Так или примерно так думал человек в потрёпанном платье, шедший по улицам Парижа в месяце термидоре. Его только что освободили из заключения. Ему было тридцать четыре года, и звали его Франсуа Ноэль Бабёф, хотя сам он величал себя гордым именем Кая Гракха. И это второе имя давало ключ к его замыслам, которые могли бы кое-кому показаться слишком самонадеянными и тщеславными. Но нет, здесь не было тщеславия. Во всяком случае, тот, кто знал прошлое и предвидел будущее Гракха Бабёфа, никогда бы этого не сказал…
По приезде в Париж он получил место всё в той же продовольственной администрации, снял небольшую квартиру в секции Музея и перевёз туда жену и детей. Наконец-то после бесконечных мытарств и долгой разобщённости семья могла собраться в полном составе и зажить в относительном благополучии.
Но материальное благополучие никогда не было целью жизни Бабёфа. Вот и сейчас он ищет и быстро находит ту область общественной деятельности, где наиболее полно может выразить себя. Недели через две после обоснования в столице он бросает службу и всецело отдаётся заманчивой, но непрочной профессии журналиста.
Своя газета была золотой мечтой Бабёфа. Уже два раза пытался он её издавать, но оба опыта оказались кратковременными — не было твёрдой материальной основы. После недолгих поисков он находит издателя, соглашающегося с ним сотрудничать. Имя издателя — Арман Гюффруа, он член Конвента и редактор собственной газеты.
Гюффруа… Если бы Бабёф внимательнее присмотрелся к этому любезному и доброжелательному человеку и припомнил, с чем связано его имя, он, прежде чем заключить договор, должен был бы очень и очень призадуматься. Арман Гюффруа, до революции аррасский адвокат, лично знакомый с Робеспьером, в ходе революции несколько раз, причём весьма беспринципно, менял политическую ориентацию и не пользовался доверием патриотов. Но в эти дни Бабёф не слишком присматривался к своим союзникам. Для него было достаточно, что издатель поносил казнённого «диктатора» и ходил в друзьях у главы термидорианцев Фрерона; Фрерон же олицетворял в глазах Бабёфа свободу вообще и свободу печати в особенности.
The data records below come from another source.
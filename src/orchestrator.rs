use crate::config::{Catalog, LocalConfig};
use crate::credentials::CredentialStore;
use crate::db;
use crate::engine::events::StatusEvent;
use crate::engine::{BackupObserver, BackupRequest, EngineClient};
use crate::error::{AppError, BackupError, CredentialError, Result, StorageError};
use crate::jobs::{JobRegistry, CANCELLED_MESSAGE};
use crate::logstore::LogStore;
use crate::model::{
    Backup, BackupJob, Device, IncludeExcludeRules, JobProgress, JobStatus, JobType,
    ProgressLogEntry, Share, ThresholdLevel,
};
use crate::protocol::ProtocolRegistry;
use crate::storage::StorageMonitor;
use async_trait::async_trait;
use chrono::Utc;
use std::path::PathBuf;
use std::sync::Arc;
use std::time::Duration;
use tokio_util::sync::CancellationToken;
use tracing::{debug, error, info, warn};
use uuid::Uuid;

/// Executes one backup job end-to-end: wake, mount, capacity gate,
/// repository init, streaming engine run, log capture, unmount, and a
/// single deterministic finalization on every exit path.
pub struct Orchestrator {
    catalog: Arc<Catalog>,
    registry: Arc<JobRegistry>,
    engine: Arc<EngineClient>,
    protocols: Arc<ProtocolRegistry>,
    storage: Arc<StorageMonitor>,
    logs: Arc<LogStore>,
    credentials: Arc<CredentialStore>,
    repository_base: PathBuf,
    wake_wait: Duration,
}
pub mod missed;
pub mod triggers;

use crate::config::Catalog;
use crate::db;
use crate::error::Result;
use crate::jobs::JobRegistry;
use crate::model::{Device, JobType, Schedule, Share};
use crate::orchestrator::Orchestrator;
use chrono::Utc;
use missed::needs_catch_up;
use std::collections::HashMap;
use std::sync::Arc;
use tokio::sync::Mutex;
use tokio::time::{interval, Duration};
use tokio_util::sync::CancellationToken;
use tracing::{debug, error, info, warn};
use triggers::{next_run_after, Trigger, TriggerKey};
use uuid::Uuid;

/// Seconds-resolution cron needs a sub-minute tick.
const SCHEDULER_TICK_INTERVAL: Duration = Duration::from_secs(1);

/// Turns declarative schedules into timely orchestrator calls.
///
/// The trigger set is derived from configuration: `reconcile` diffs the
/// installed triggers against devices and shares, share-schedule winning
/// over the device fallback. Triggers need no persistence of their own;
/// startup reconstructs them and coalesces any downtime misfires into at
/// most one catch-up run per target.
pub struct Scheduler {
    catalog: Arc<Catalog>,
    registry: Arc<JobRegistry>,
    orchestrator: Arc<Orchestrator>,
    triggers: Mutex<HashMap<TriggerKey, Trigger>>,
}

impl Scheduler {
    pub fn new(
        catalog: Arc<Catalog>,
        registry: Arc<JobRegistry>,
        orchestrator: Arc<Orchestrator>,
    ) -> Self {
        Self {
            catalog,
            registry,
            orchestrator,
            triggers: Mutex::new(HashMap::new()),
        }
    }

    /// Reconciles, coalesces misfires, then ticks until shutdown.
    pub async fn start(self: Arc<Self>, shutdown: CancellationToken) -> Result<()> {
        info!("Scheduler started");

        self.reconcile().await?;
        self.run_catch_up().await;

        let mut tick = interval(SCHEDULER_TICK_INTERVAL);
        loop {
            tokio::select! {
                _ = tick.tick() => {
                    if let Err(e) = self.check_triggers().await {
                        error!("Error checking triggers: {}", e);
                    }
                }
                _ = shutdown.cancelled() => break,
            }
        }

        info!("Scheduler stopped");
        Ok(())
    }

    /// Installs (or replaces) the share-level trigger for a share.
    pub async fn schedule_share_backup(
        &self,
        device: &Device,
        share: &Share,
        schedule: &Schedule,
    ) -> Result<()> {
        let trigger = Trigger::new(
            TriggerKey::Share(share.id),
            device.id,
            Some(share.id),
            schedule.clone(),
            Utc::now(),
        )?;
        self.triggers
            .lock()
            .await
            .insert(TriggerKey::Share(share.id), trigger);
        info!(device = %device.name, share = %share.name, "Share trigger scheduled");
        Ok(())
    }

    /// Installs (or replaces) the device-level fallback trigger.
    pub async fn schedule_device_backup(
        &self,
        device: &Device,
        schedule: &Schedule,
    ) -> Result<()> {
        let trigger = Trigger::new(
            TriggerKey::Device(device.id),
            device.id,
            None,
            schedule.clone(),
            Utc::now(),
        )?;
        self.triggers
            .lock()
            .await
            .insert(TriggerKey::Device(device.id), trigger);
        info!(device = %device.name, "Device trigger scheduled");
        Ok(())
    }

    pub async fn unschedule_share_backup(&self, share_id: Uuid) {
        self.triggers
            .lock()
            .await
            .remove(&TriggerKey::Share(share_id));
    }

    pub async fn unschedule_device_backup(&self, device_id: Uuid) {
        self.triggers
            .lock()
            .await
            .remove(&TriggerKey::Device(device_id));
    }

    /// Diffs desired triggers (from configuration) against the installed
    /// set. Afterwards the set exactly mirrors enabled configuration; an
    /// unchanged trigger keeps its computed next-run instant.
    pub async fn reconcile(&self) -> Result<()> {
        let mut desired: HashMap<TriggerKey, (Uuid, Option<Uuid>, Schedule)> = HashMap::new();

        for device in self.catalog.list_devices()? {
            let shares = self.catalog.list_shares(&device)?;
            let mut fallback_needed = false;

            for share in shares.iter().filter(|s| s.enabled) {
                if let Some(schedule) = &share.schedule {
                    desired.insert(
                        TriggerKey::Share(share.id),
                        (device.id, Some(share.id), schedule.clone()),
                    );
                    if device.schedule.is_some() {
                        info!(
                            device = %device.name,
                            share = %share.name,
                            "Share covered by its own schedule; device fallback does not apply"
                        );
                    }
                } else if device.schedule.is_some() {
                    fallback_needed = true;
                }
            }

            if fallback_needed {
                if let Some(schedule) = &device.schedule {
                    desired.insert(
                        TriggerKey::Device(device.id),
                        (device.id, None, schedule.clone()),
                    );
                }
            }
        }

        let now = Utc::now();
        let mut triggers = self.triggers.lock().await;

        let stale: Vec<TriggerKey> = triggers
            .keys()
            .filter(|key| !desired.contains_key(key))
            .copied()
            .collect();
        for key in stale {
            triggers.remove(&key);
            info!(?key, "Trigger removed during reconcile");
        }

        for (key, (device_id, share_id, schedule)) in desired {
            match triggers.get(&key) {
                Some(existing) if existing.schedule == schedule => {}
                _ => {
                    let trigger = Trigger::new(key, device_id, share_id, schedule, now)?;
                    info!(?key, next_run = ?trigger.next_run, "Trigger installed during reconcile");
                    triggers.insert(key, trigger);
                }
            }
        }

        info!(count = triggers.len(), "Reconcile complete");
        Ok(())
    }

    /// Bypasses the schedule and launches a Manual job now. Returns false
    /// when a job for the target is already running.
    pub async fn trigger_immediate_backup(
        &self,
        device_id: Uuid,
        share_id: Option<Uuid>,
    ) -> Result<bool> {
        if self.registry.has_active_job_for(device_id, share_id).await {
            info!(
                device_id = %device_id,
                share_id = ?share_id,
                reason = "AlreadyRunning",
                "Immediate backup suppressed"
            );
            return Ok(false);
        }

        let orchestrator = self.orchestrator.clone();
        tokio::spawn(async move {
            let result = match share_id {
                Some(share_id) => {
                    orchestrator
                        .execute_share_backup(device_id, share_id, JobType::Manual)
                        .await
                }
                None => {
                    orchestrator
                        .execute_device_backup(device_id, JobType::Manual)
                        .await
                }
            };
            if let Err(e) = result {
                error!(device_id = %device_id, "Manual backup failed: {}", e);
            }
        });
        Ok(true)
    }

    pub async fn cancel_job(&self, job_id: Uuid) -> Result<bool> {
        self.registry.cancel(job_id).await
    }

    pub async fn trigger_count(&self) -> usize {
        self.triggers.lock().await.len()
    }

    pub async fn installed_keys(&self) -> Vec<TriggerKey> {
        self.triggers.lock().await.keys().copied().collect()
    }

    async fn check_triggers(&self) -> Result<()> {
        let now = Utc::now();

        let due: Vec<Trigger> = {
            let mut triggers = self.triggers.lock().await;
            let mut due = Vec::new();
            for trigger in triggers.values_mut() {
                if trigger.is_due(now) {
                    due.push(trigger.clone());
                    trigger.next_run = next_run_after(&trigger.schedule, now)?;
                }
            }
            due
        };

        for trigger in due {
            debug!(key = ?trigger.key, "Trigger due, firing");
            self.fire(&trigger).await;
        }

        Ok(())
    }

    /// One atomic enqueue per fire; concurrent fires for the same target
    /// are suppressed with an AlreadyRunning skip.
    async fn fire(&self, trigger: &Trigger) {
        if self
            .registry
            .has_active_job_for(trigger.device_id, trigger.share_id)
            .await
        {
            info!(
                key = ?trigger.key,
                reason = "AlreadyRunning",
                "Fire suppressed"
            );
            return;
        }

        match trigger.key {
            TriggerKey::Share(share_id) => {
                let orchestrator = self.orchestrator.clone();
                let device_id = trigger.device_id;
                tokio::spawn(async move {
                    if let Err(e) = orchestrator
                        .execute_share_backup(device_id, share_id, JobType::Scheduled)
                        .await
                    {
                        error!(share_id = %share_id, "Scheduled backup failed: {}", e);
                    }
                });
            }
            TriggerKey::Device(device_id) => {
                self.fire_device_trigger(device_id).await;
            }
        }
    }

    /// A device trigger only covers enabled shares without a schedule of
    /// their own. When that is every enabled share, one device-level job
    /// runs; otherwise the uncovered shares run sequentially as share jobs.
    async fn fire_device_trigger(&self, device_id: Uuid) {
        let uncovered = match self.uncovered_shares(device_id) {
            Ok(Some(uncovered)) => uncovered,
            Ok(None) => {
                debug!(device_id = %device_id, "Stale device trigger skipped");
                return;
            }
            Err(e) => {
                error!(device_id = %device_id, "Failed to resolve device trigger: {}", e);
                return;
            }
        };

        let orchestrator = self.orchestrator.clone();
        tokio::spawn(async move {
            match uncovered {
                DeviceFire::WholeDevice => {
                    if let Err(e) = orchestrator
                        .execute_device_backup(device_id, JobType::Scheduled)
                        .await
                    {
                        error!(device_id = %device_id, "Scheduled device backup failed: {}", e);
                    }
                }
                DeviceFire::Shares(share_ids) => {
                    for share_id in share_ids {
                        if let Err(e) = orchestrator
                            .execute_share_backup(device_id, share_id, JobType::Scheduled)
                            .await
                        {
                            error!(share_id = %share_id, "Scheduled backup failed: {}", e);
                        }
                    }
                }
            }
        });
    }

    fn uncovered_shares(&self, device_id: Uuid) -> Result<Option<DeviceFire>> {
        let Some(device) = self.catalog.get_device(device_id)? else {
            return Ok(None);
        };
        let enabled = self.catalog.enabled_shares(&device)?;
        if enabled.is_empty() {
            return Ok(None);
        }

        let uncovered: Vec<Uuid> = enabled
            .iter()
            .filter(|share| share.schedule.is_none())
            .map(|share| share.id)
            .collect();

        if uncovered.is_empty() {
            Ok(None)
        } else if uncovered.len() == enabled.len() {
            Ok(Some(DeviceFire::WholeDevice))
        } else {
            Ok(Some(DeviceFire::Shares(uncovered)))
        }
    }

    /// At most one catch-up run per target for fires missed during
    /// downtime, keyed off the job sink's last scheduled run per target.
    /// Runs once at startup, after the initial reconcile.
    pub async fn run_catch_up(&self) {
        let snapshot: Vec<Trigger> = {
            let triggers = self.triggers.lock().await;
            triggers.values().cloned().collect()
        };
        let now = Utc::now();

        for trigger in snapshot {
            let last_run = match db::latest_scheduled_job(
                self.registry.pool(),
                trigger.device_id,
                trigger.share_id,
            )
            .await
            {
                Ok(job) => job.map(|j| j.started_at),
                Err(e) => {
                    warn!(key = ?trigger.key, "Failed to read job history: {}", e);
                    continue;
                }
            };

            match needs_catch_up(&trigger.schedule, trigger.device_id, last_run, now) {
                Ok(true) => {
                    info!(key = ?trigger.key, "Launching coalesced catch-up run");
                    self.fire(&trigger).await;
                }
                Ok(false) => {}
                Err(e) => warn!(key = ?trigger.key, "Catch-up evaluation failed: {}", e),
            }
        }
    }
}

enum DeviceFire {
    WholeDevice,
    Shares(Vec<Uuid>),
}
Так или иначе, соглашение состоялось. Гюффруа субсидировал будущего трибуна, вступил с ним в пай и предоставил ему свою типографию.
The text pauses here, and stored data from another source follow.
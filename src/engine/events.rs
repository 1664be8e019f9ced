use chrono::{DateTime, Utc};
use serde::Deserialize;
use tracing::{debug, warn};

/// One line of the engine's `backup --json` stream.
#[derive(Debug, Clone)]
pub enum BackupEvent {
    Status(StatusEvent),
    Summary(SummaryEvent),
    Warning(String),
    Error(String),
}

#[derive(Debug, Deserialize)]
struct MessageType {
    message_type: String,
}

#[derive(Debug, Clone, Deserialize)]
pub struct StatusEvent {
    #[serde(default)]
    pub percent_done: f64,
    #[serde(default)]
    pub total_files: i64,
    #[serde(default)]
    pub files_done: i64,
    #[serde(default)]
    pub total_bytes: i64,
    #[serde(default)]
    pub bytes_done: i64,
    #[serde(default)]
    pub current_files: Vec<String>,
}

#[derive(Debug, Clone, Default, Deserialize)]
pub struct SummaryEvent {
    pub files_new: Option<i64>,
    pub files_changed: Option<i64>,
    pub files_unmodified: Option<i64>,
    pub dirs_new: Option<i64>,
    pub dirs_changed: Option<i64>,
    pub dirs_unmodified: Option<i64>,
    pub data_added: Option<i64>,
    pub total_files_processed: Option<i64>,
    pub total_bytes_processed: Option<i64>,
    pub total_duration: Option<f64>,
    pub snapshot_id: Option<String>,
}

#[derive(Debug, Deserialize)]
struct WarningMessage {
    message: Option<String>,
    item: Option<String>,
}

#[derive(Debug, Deserialize)]
struct ErrorMessage {
    error: Option<ErrorBody>,
    item: Option<String>,
    during: Option<String>,
}

#[derive(Debug, Deserialize)]
struct ErrorBody {
    message: Option<String>,
}

/// Parses one stream line. Malformed lines are logged and skipped, never
/// fatal; unknown message types are ignored.
pub fn parse_event_line(line: &str) -> Option<BackupEvent> {
    let line = line.trim();
    if line.is_empty() {
        return None;
    }

    let msg_type: MessageType = match serde_json::from_str(line) {
        Ok(mt) => mt,
        Err(e) => {
            debug!("Failed to parse message type from line: {} - {}", line, e);
            return None;
        }
    };

    match msg_type.message_type.as_str() {
        "status" => match serde_json::from_str::<StatusEvent>(line) {
            Ok(status) => Some(BackupEvent::Status(status)),
            Err(e) => {
                warn!("Failed to parse status event: {} - line: {}", e, line);
                None
            }
        },
        "summary" => match serde_json::from_str::<SummaryEvent>(line) {
            Ok(summary) => Some(BackupEvent::Summary(summary)),
            Err(e) => {
                warn!("Failed to parse summary event: {} - line: {}", e, line);
                None
            }
        },
        "warning" => {
            let parsed: WarningMessage = serde_json::from_str(line).unwrap_or(WarningMessage {
                message: None,
                item: None,
            });
            let mut text = parsed.message.unwrap_or_else(|| line.to_string());
            if let Some(item) = parsed.item {
                text = format!("{}: {}", item, text);
            }
            Some(BackupEvent::Warning(text))
        }
        "error" => {
            let parsed: ErrorMessage = serde_json::from_str(line).unwrap_or(ErrorMessage {
                error: None,
                item: None,
                during: None,
            });
            let mut text = parsed
                .error
                .and_then(|e| e.message)
                .unwrap_or_else(|| line.to_string());
            if let Some(item) = parsed.item {
                text = format!("{}: {}", item, text);
            }
            if let Some(during) = parsed.during {
                text = format!("{} (during {})", text, during);
            }
            Some(BackupEvent::Error(text))
        }
        other => {
            debug!("Ignoring unknown message type: {}", other);
            None
        }
    }
}

/// One entry of `snapshots --json`.
#[derive(Debug, Clone, Deserialize)]
pub struct SnapshotRecord {
    pub id: String,
    pub time: DateTime<Utc>,
    #[serde(default)]
    pub paths: Vec<String>,
    #[serde(default)]
    pub tags: Vec<String>,
    pub summary: Option<SummaryEvent>,
}

pub fn parse_snapshots(stdout: &str) -> Result<Vec<SnapshotRecord>, serde_json::Error> {
    let trimmed = stdout.trim();
    if trimmed.is_empty() {
        return Ok(Vec::new());
    }
    serde_json::from_str(trimmed)
}

/// One node line of `ls <snapshot> --json`.
#[derive(Debug, Clone, Deserialize)]
pub struct NodeRecord {
    pub name: String,
    #[serde(rename = "type")]
    pub kind: String,
    pub path: String,
    #[serde(default)]
    pub size: u64,
    pub mtime: Option<DateTime<Utc>>,
}

/// Parses `ls --json` output, skipping the snapshot header line and
/// anything malformed.
pub fn parse_nodes(stdout: &str) -> Vec<NodeRecord> {
    let mut nodes = Vec::new();
    for line in stdout.lines() {
        let line = line.trim();
        if line.is_empty() {
            continue;
        }
        // The first line describes the snapshot itself and has no `name`.
        if let Ok(node) = serde_json::from_str::<NodeRecord>(line) {
            nodes.push(node);
        }
    }
    nodes
}

/// `stats <snapshot> --json` output.
#[derive(Debug, Clone, Copy, Default, Deserialize)]
pub struct StatsRecord {
    #[serde(default)]
    pub total_size: u64,
    #[serde(default)]
    pub total_file_count: u64,
}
Бабёф принялся за дело с величайшей рьяностью и поклялся не расставаться с ним, несмотря ни на какие препятствия: он чувствовал в себе призвание журналиста.
Своим энтузиазмом он заразил и близких.
Впоследствии он не раз говорил Лорану:
— Тогда я испытывал подлинный священный восторг и забывал обо всём на свете, включая питьё и пищу. Я сумел увлечь и жену, и девятилетнего сына, которые вместе со мной проводили в типографии дни и ночи. Мой дом был заброшен, никакого хозяйства не велось, питались мы хлебом, виноградом и орехами… Два других наших ребенка, одному из которых исполнилось всего три года, оставались дома одни, под замком, но, — здесь Бабёф обычно хитро улыбался, — они никогда не жаловались, словно, как и мы, были проникнуты любовью к родине и согласны на жертвы во имя её…
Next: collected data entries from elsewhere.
use crate::config::local::JobsConfig;
use crate::db;
use crate::error::Result;
use crate::model::{BackupJob, JobProgress, JobStatus};
use chrono::{DateTime, Duration as ChronoDuration, Utc};
use sqlx::SqlitePool;
use std::collections::HashMap;
use std::time::{Duration, Instant};
use tokio::sync::{broadcast, Mutex};
use tokio_util::sync::CancellationToken;
use tracing::{debug, info, warn};
use uuid::Uuid;

/// Canonical message carried by every externally cancelled job.
pub const CANCELLED_MESSAGE: &str = "Backup cancelled by user";

const PROGRESS_CHANNEL_CAPACITY: usize = 256;

struct ThrottleState {
    last_percent: f64,
    last_emitted_at: Instant,
}

/// The three maps move together; one mutex keeps them consistent.
#[derive(Default)]
struct RegistryState {
    active: HashMap<Uuid, BackupJob>,
    cancel_handles: HashMap<Uuid, CancellationToken>,
    completed: HashMap<Uuid, (BackupJob, DateTime<Utc>)>,
    throttle: HashMap<Uuid, ThrottleState>,
}

impl RegistryState {
    fn sweep_expired(&mut self) {
        let now = Utc::now();
        self.completed.retain(|_, (_, expires_at)| *expires_at > now);
    }
}

/// Single source of truth for job state, cancellation and progress fan-out.
///
/// Jobs are written through to the job sink on track, cancel and
/// finalization so an external observer always sees the current row;
/// in-flight progress only touches memory and the broadcast channel.
pub struct JobRegistry {
    state: Mutex<RegistryState>,
    pool: SqlitePool,
    progress_tx: broadcast::Sender<JobProgress>,
    completed_ttl: ChronoDuration,
    percent_threshold: f64,
    broadcast_interval: Duration,
}

impl JobRegistry {
    pub fn new(pool: SqlitePool, config: &JobsConfig) -> Self {
        let (progress_tx, _) = broadcast::channel(PROGRESS_CHANNEL_CAPACITY);
        Self {
            state: Mutex::new(RegistryState::default()),
            pool,
            progress_tx,
            completed_ttl: ChronoDuration::seconds(config.completed_job_ttl_secs as i64),
            percent_threshold: config.progress_percent_threshold,
            broadcast_interval: Duration::from_millis(config.progress_broadcast_interval_ms),
        }
    }

    pub fn pool(&self) -> &SqlitePool {
        &self.pool
    }

    pub fn subscribe(&self) -> broadcast::Receiver<JobProgress> {
        self.progress_tx.subscribe()
    }

    /// Starts tracking a running job and emits its initial 0% event.
    pub async fn track(&self, job: BackupJob, cancel: CancellationToken) -> Result<()> {
        let initial = JobProgress {
            job_id: job.id,
            device_id: job.device_id,
            share_id: job.share_id,
            percent_done: 0.0,
            files_done: 0,
            bytes_done: 0,
            current_file: None,
            timestamp: Utc::now(),
        };

        {
            let mut state = self.state.lock().await;
            state.cancel_handles.insert(job.id, cancel);
            state.throttle.insert(
                job.id,
                ThrottleState {
                    last_percent: 0.0,
                    last_emitted_at: Instant::now(),
                },
            );
            state.active.insert(job.id, job.clone());
        }

        db::save_job(&self.pool, &job).await?;
        let _ = self.progress_tx.send(initial);

        info!(job_id = %job.id, device_id = %job.device_id, "Job tracked");
        Ok(())
    }

    /// Finalizes and untracks a job in one atomic step. The proposed status
    /// is applied unless an external cancel already made the job Cancelled;
    /// `completed_at` is set exactly once. The final row is written through
    /// and the job parked in the completed ring for the configured TTL.
    pub async fn untrack(
        &self,
        job_id: Uuid,
        status: JobStatus,
        error_message: Option<String>,
        backup_id: Option<String>,
    ) -> Result<Option<BackupJob>> {
        let finalized = {
            let mut state = self.state.lock().await;

            let Some(mut job) = state.active.remove(&job_id) else {
                warn!(job_id = %job_id, "Untrack for unknown job ignored");
                return Ok(None);
            };
            state.cancel_handles.remove(&job_id);
            state.throttle.remove(&job_id);

            // External cancel wins over natural finalization.
            if job.status != JobStatus::Cancelled {
                job.status = status;
                job.error_message = error_message;
            }
            if job.completed_at.is_none() {
                job.completed_at = Some(Utc::now());
            }
            if backup_id.is_some() {
                job.backup_id = backup_id;
            }

            if job.status.is_terminal() {
                let expires_at = Utc::now() + self.completed_ttl;
                state.completed.insert(job_id, (job.clone(), expires_at));
            }
            job
        };

        db::save_job(&self.pool, &finalized).await?;
        info!(job_id = %job_id, status = %finalized.status, "Job untracked");
        Ok(Some(finalized))
    }

    /// Cancels an active job: fires the token, marks the job Cancelled with
    /// the canonical message and writes through immediately. Idempotent and
    /// a no-op after natural finalization.
    pub async fn cancel(&self, job_id: Uuid) -> Result<bool> {
        let (job, token) = {
            let mut state = self.state.lock().await;

            let updated = match state.active.get_mut(&job_id) {
                None => {
                    debug!(job_id = %job_id, "Cancel for inactive job is a no-op");
                    return Ok(false);
                }
                Some(job) if job.status == JobStatus::Cancelled => return Ok(false),
                Some(job) => {
                    job.status = JobStatus::Cancelled;
                    job.completed_at = Some(Utc::now());
                    job.error_message = Some(CANCELLED_MESSAGE.to_string());
                    job.clone()
                }
            };

            (updated, state.cancel_handles.get(&job_id).cloned())
        };

        if let Some(token) = token {
            token.cancel();
        }
        db::save_job(&self.pool, &job).await?;

        info!(job_id = %job_id, "Job cancelled");
        Ok(true)
    }

    /// Active job or unexpired completed job; absent after TTL expiry.
    pub async fn get(&self, job_id: Uuid) -> Option<BackupJob> {
        let mut state = self.state.lock().await;
        state.sweep_expired();

        state
            .active
            .get(&job_id)
            .cloned()
            .or_else(|| state.completed.get(&job_id).map(|(job, _)| job.clone()))
    }

    pub async fn list(&self) -> Vec<BackupJob> {
        let mut state = self.state.lock().await;
        state.sweep_expired();

        state
            .active
            .values()
            .cloned()
            .chain(state.completed.values().map(|(job, _)| job.clone()))
            .collect()
    }

    /// Whether a fire for this target must be suppressed: a share target
    /// collides with a job on the same share or a device-level job; a
    /// device target collides with any job on the device.
    pub async fn has_active_job_for(&self, device_id: Uuid, share_id: Option<Uuid>) -> bool {
        let state = self.state.lock().await;
        state.active.values().any(|job| {
            job.device_id == device_id
                && match share_id {
                    None => true,
                    Some(share_id) => {
                        job.share_id.is_none() || job.share_id == Some(share_id)
                    }
                }
        })
    }

    /// Records the redacted command line on the running job.
    pub async fn set_command_line(&self, job_id: Uuid, command_line: String) -> Result<()> {
        let job = {
            let mut state = self.state.lock().await;
            let Some(job) = state.active.get_mut(&job_id) else {
                return Ok(());
            };
            job.command_line = Some(command_line);
            job.clone()
        };
        db::save_job(&self.pool, &job).await
    }

    /// Applies a progress event: updates the job's counters, then emits to
    /// subscribers iff it passes throttling (first event per job always
    /// emits; afterwards |Δpercent| >= threshold or Δt >= interval).
    /// Returns whether the event was emitted.
    pub async fn emit_progress(&self, progress: JobProgress) -> bool {
        let emit = {
            let mut state = self.state.lock().await;

            if let Some(job) = state.active.get_mut(&progress.job_id) {
                job.files_processed = progress.files_done;
                job.bytes_transferred = progress.bytes_done;
            }

            let now = Instant::now();
            let emit = match state.throttle.get(&progress.job_id) {
                None => true,
                Some(throttle) => {
                    (progress.percent_done - throttle.last_percent).abs()
                        >= self.percent_threshold
                        || now.duration_since(throttle.last_emitted_at)
                            >= self.broadcast_interval
                }
            };

            if emit {
                state.throttle.insert(
                    progress.job_id,
                    ThrottleState {
                        last_percent: progress.percent_done,
                        last_emitted_at: now,
                    },
                );
            }
            emit
        };

        if emit {
            let _ = self.progress_tx.send(progress);
        }
        emit
    }

    /// Cancels every active job; shutdown path.
    pub async fn cancel_all(&self) -> Result<usize> {
        let ids: Vec<Uuid> = {
            let state = self.state.lock().await;
            state.active.keys().copied().collect()
        };
        let mut cancelled = 0;
        for id in &ids {
            if self.cancel(*id).await? {
                cancelled += 1;
            }
        }
        Ok(cancelled)
    }
}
Первый номер вышел 17 фрюктидора (3 сентября 1794 года).
Бабёф назвал свой листок «Газетой свободы печати». В эти дни он упивался свободой, которой был лишён в течение многих месяцев. И все его мысли были о свободе: ведь без неё не может быть ни равенства, ни братства! Но свобода печати — явление совершенно особого свойства. Это основная предпосылка для верного хода революции. Это необходимое условие любой политической в социальной борьбы. Это наилучшая форма обмена планами и идеями с единомышленниками, да и вернейший способ вербовки единомышленников!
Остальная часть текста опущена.